One more time so we don’t miss the point: almost all the hospitals in the fifth richest country on Earth are dirty.
This is not news to me. About six weeks ago my father was hospitalised with an MRSA infection. In fairness, his local hospital did manage to find a side room for him in an attempt to isolate the infection and even allocated an adjacent lavatory for his exclusive use.
However, they undermined these steps by cleaning his side room precisely once during his eight day stay and failing in any discernible attempt to police use of the lavatory, which was in almost constant use by other patients and their visitors. Particularly worrying was when I left my father’s room at the end of one visit to find a hospital worker emerging from that lavatory and zipping up his fly as he did so.

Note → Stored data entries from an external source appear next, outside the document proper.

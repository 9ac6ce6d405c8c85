//! Async client for the numeric clustering worker process.

use std::collections::HashMap;
use std::path::Path;
use std::sync::Arc;
use std::time::Duration;

use tokio::io::{AsyncBufReadExt, AsyncWriteExt, BufReader, BufWriter};
use tokio::process::{Child, ChildStdin, ChildStdout, Command};
use tokio::sync::{oneshot, Mutex};
use tracing::warn;

use super::error::{WorkerError, WorkerResult};
use super::protocol::{
    ClusterJob, ClusterOutcome, ClusterRequestEnvelope, ClusterResponseEnvelope,
    REQUEST_TYPE_CLUSTER,
};
use super::ClusterBackend;

/// Default timeout for clustering requests (60 seconds).
const DEFAULT_TIMEOUT_SECS: u64 = 60;

/// Error message synthesized when the worker exits with requests pending.
const EXIT_MESSAGE: &str = "worker process exited unexpectedly";

/// Async client for the numeric clustering worker.
///
/// The client spawns the worker as a long-lived child process and
/// communicates via NDJSON (newline-delimited JSON) over stdin/stdout.
/// Each request carries a unique ID for correlation with responses, so
/// concurrent requests can share the one transport. The instance is
/// created once by the caller and reused across analyses; every request
/// registers its own response channel and that exact channel is removed
/// on completion or timeout, so no handler leaks across calls.
///
/// # Example
///
/// ```ignore
/// use cohort::worker::{ClusterWorkerClient, protocol::ClusterJob};
///
/// let client = ClusterWorkerClient::spawn("./cohort-worker").await?;
/// let outcome = client.request(job).await?;
/// ```
pub struct ClusterWorkerClient {
    /// Writer for sending requests to worker stdin.
    stdin: Arc<Mutex<BufWriter<ChildStdin>>>,

    /// Map of pending request IDs to response channels.
    pending: Arc<Mutex<HashMap<String, oneshot::Sender<ClusterResponseEnvelope>>>>,

    /// Handle to the worker child process.
    _child: Child,

    /// Handle to the background reader task.
    _reader_task: tokio::task::JoinHandle<()>,

    /// Request timeout duration.
    timeout: Duration,
}

impl ClusterWorkerClient {
    /// Spawn a new worker process with the default timeout.
    ///
    /// # Errors
    ///
    /// Returns an error if the worker process cannot be spawned.
    pub async fn spawn<P: AsRef<Path>>(worker_path: P) -> WorkerResult<Self> {
        Self::spawn_with_timeout(worker_path, Duration::from_secs(DEFAULT_TIMEOUT_SECS)).await
    }

    /// Spawn a new worker process with a custom request timeout.
    pub async fn spawn_with_timeout<P: AsRef<Path>>(
        worker_path: P,
        timeout: Duration,
    ) -> WorkerResult<Self> {
        let mut child = Command::new(worker_path.as_ref())
            .stdin(std::process::Stdio::piped())
            .stdout(std::process::Stdio::piped())
            .stderr(std::process::Stdio::inherit())
            .kill_on_drop(true)
            .spawn()
            .map_err(WorkerError::SpawnFailed)?;

        let stdin = child.stdin.take().expect("stdin not captured");
        let stdout = child.stdout.take().expect("stdout not captured");

        let stdin = Arc::new(Mutex::new(BufWriter::new(stdin)));
        let pending: Arc<Mutex<HashMap<String, oneshot::Sender<ClusterResponseEnvelope>>>> =
            Arc::new(Mutex::new(HashMap::new()));

        // Spawn background reader task
        let reader_task = Self::spawn_reader_task(stdout, pending.clone());

        Ok(Self {
            stdin,
            pending,
            _child: child,
            _reader_task: reader_task,
            timeout,
        })
    }

    /// Spawn the background task that reads responses from the worker.
    fn spawn_reader_task(
        stdout: ChildStdout,
        pending: Arc<Mutex<HashMap<String, oneshot::Sender<ClusterResponseEnvelope>>>>,
    ) -> tokio::task::JoinHandle<()> {
        tokio::spawn(async move {
            let mut reader = BufReader::new(stdout);
            let mut line = String::new();

            loop {
                line.clear();
                match reader.read_line(&mut line).await {
                    Ok(0) => {
                        // EOF - worker exited
                        break;
                    }
                    Ok(_) => match serde_json::from_str::<ClusterResponseEnvelope>(&line) {
                        Ok(resp) => {
                            let mut pending = pending.lock().await;
                            if let Some(tx) = pending.remove(&resp.id) {
                                // Send response to waiting caller
                                let _ = tx.send(resp);
                            }
                        }
                        Err(e) => {
                            // Log parse error but continue
                            warn!(error = %e, "worker: failed to parse response");
                        }
                    },
                    Err(e) => {
                        warn!(error = %e, "worker: read error");
                        break;
                    }
                }
            }

            // Worker exited - fail all pending requests with error responses
            let mut pending = pending.lock().await;
            for (id, tx) in pending.drain() {
                let error_response = ClusterResponseEnvelope {
                    id,
                    customer_ids: vec![],
                    cluster_ids: vec![],
                    gpu_used: false,
                    error: Some(EXIT_MESSAGE.to_string()),
                };
                let _ = tx.send(error_response);
            }
        })
    }

    /// Send one clustering job to the worker and wait for its response.
    ///
    /// # Errors
    ///
    /// Returns an error if serialization or the write fails, the request
    /// times out, the worker exits, or the worker returns a typed error.
    pub async fn request(&self, job: ClusterJob) -> WorkerResult<ClusterOutcome> {
        let id = uuid::Uuid::new_v4().to_string();

        let request = ClusterRequestEnvelope {
            id: id.clone(),
            request_type: REQUEST_TYPE_CLUSTER,
            customer_ids: job.customer_ids,
            features: job.features,
            n_clusters: job.n_clusters,
            scaling_mode: job.scaling_mode,
            use_gpu: job.use_gpu,
        };

        // Register response channel
        let (tx, rx) = oneshot::channel();
        {
            let mut pending = self.pending.lock().await;
            pending.insert(id.clone(), tx);
        }

        // Send request
        {
            let mut stdin = self.stdin.lock().await;
            let line =
                serde_json::to_string(&request).map_err(WorkerError::SerializeFailed)? + "\n";
            stdin
                .write_all(line.as_bytes())
                .await
                .map_err(WorkerError::WriteFailed)?;
            stdin.flush().await.map_err(WorkerError::WriteFailed)?;
        }

        // Wait for response, racing the timeout
        let response = match tokio::time::timeout(self.timeout, rx).await {
            Ok(Ok(resp)) => resp,
            Ok(Err(_)) => {
                // Channel closed - worker exited
                return Err(WorkerError::ChannelClosed);
            }
            Err(_) => {
                // Timeout - remove our channel so it cannot leak into
                // later requests. The in-flight computation itself
                // cannot be stopped, only abandoned.
                let mut pending = self.pending.lock().await;
                pending.remove(&id);
                return Err(WorkerError::Timeout(self.timeout.as_secs()));
            }
        };

        match response.error {
            Some(message) if message == EXIT_MESSAGE => Err(WorkerError::WorkerExited),
            Some(message) => Err(WorkerError::Remote(message)),
            None => Ok(ClusterOutcome {
                customer_ids: response.customer_ids,
                cluster_ids: response.cluster_ids,
                gpu_used: response.gpu_used,
            }),
        }
    }

    /// Check if the worker is still running.
    ///
    /// Returns `false` once the reader task has finished, which indicates
    /// worker exit.
    pub fn is_alive(&self) -> bool {
        !self._reader_task.is_finished()
    }

    /// Get the current request timeout.
    pub fn timeout(&self) -> Duration {
        self.timeout
    }

    /// Set the request timeout.
    pub fn set_timeout(&mut self, timeout: Duration) {
        self.timeout = timeout;
    }
}

#[async_trait::async_trait]
impl ClusterBackend for ClusterWorkerClient {
    async fn cluster(&self, job: ClusterJob) -> WorkerResult<ClusterOutcome> {
        self.request(job).await
    }
}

Barely one in three of the fellow visitors I saw wandering on and off the ward during this period bothered to use the disinfectant gel dispensers on the corridor leading to and from the ward.
Today – Monday 24 November 2008 – is, of course, a good day to bury this kind of bad news while Arrivederci Gordon and Captain Darling distract attention with some sleight of hand over tax.
It’s another indication of the cluelessness of this administration that they are ramping up the froth levels over a potential increase in the top rate of income tax for the highest earning one percent of the population rather than deal with the basic, bread-and-butter issues that I still believe matter most to voters.
Unemployment is on the rise and the government accepts it needs to stimulate the economy and create jobs. Well, how about buying some mops and disinfectant and employing a few people to clean the fucking hospitals?
11½ years and they still don’t get it. Jesus wept.